> _TASK DETAILS_
The expected answer is every line of the material that contains the word "once".
□ □ □ □ □
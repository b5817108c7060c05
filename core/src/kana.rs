//! Katakana ⇄ hiragana normalisation.

/// Map katakana (U+30A1–U+30F6) to hiragana; every other character passes
/// through unchanged.
///
/// ```
/// use libnihongo_core::kana::to_hiragana;
///
/// assert_eq!(to_hiragana("トウキョウ"), "とうきょう");
/// assert_eq!(to_hiragana("ラーメン"), "らーめん");
/// ```
pub fn to_hiragana(text: &str) -> String {
    text.chars()
        .map(|ch| match ch {
            '\u{30A1}'..='\u{30F6}' => char::from_u32(ch as u32 - 0x60).unwrap_or(ch),
            _ => ch,
        })
        .collect()
}

/// Inverse of [`to_hiragana`] for U+3041–U+3096.
pub fn to_katakana(text: &str) -> String {
    text.chars()
        .map(|ch| match ch {
            '\u{3041}'..='\u{3096}' => char::from_u32(ch as u32 + 0x60).unwrap_or(ch),
            _ => ch,
        })
        .collect()
}

#[cfg(test)]
mod tests {
    use super::*;

    #[test]
    fn katakana_to_hiragana() {
        assert_eq!(to_hiragana("カタカナ"), "かたかな");
        assert_eq!(to_hiragana("ヴ"), "ゔ");
        assert_eq!(to_hiragana("ァ"), "ぁ");
    }

    #[test]
    fn passthrough_and_idempotence() {
        assert_eq!(to_hiragana("漢字 abc ー"), "漢字 abc ー");
        assert_eq!(to_hiragana("ひらがな"), "ひらがな");
        let once = to_hiragana("ニホンゴ");
        assert_eq!(to_hiragana(&once), once);
    }

    #[test]
    fn leaves_astral_characters_intact() {
        assert_eq!(to_hiragana("𠮷野家"), "𠮷野家");
        assert_eq!(to_hiragana("😀ア"), "😀あ");
    }

    #[test]
    fn hiragana_to_katakana() {
        assert_eq!(to_katakana("とうきょう"), "トウキョウ");
        assert_eq!(to_katakana(&to_hiragana("ヴァイオリン")), "ヴァイオリン");
    }
}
□ □ □ □ □
> _SOLUTION TO THIS PROBLEM_
        let once = to_hiragana("ニホンゴ");
        assert_eq!(to_hiragana(&once), once);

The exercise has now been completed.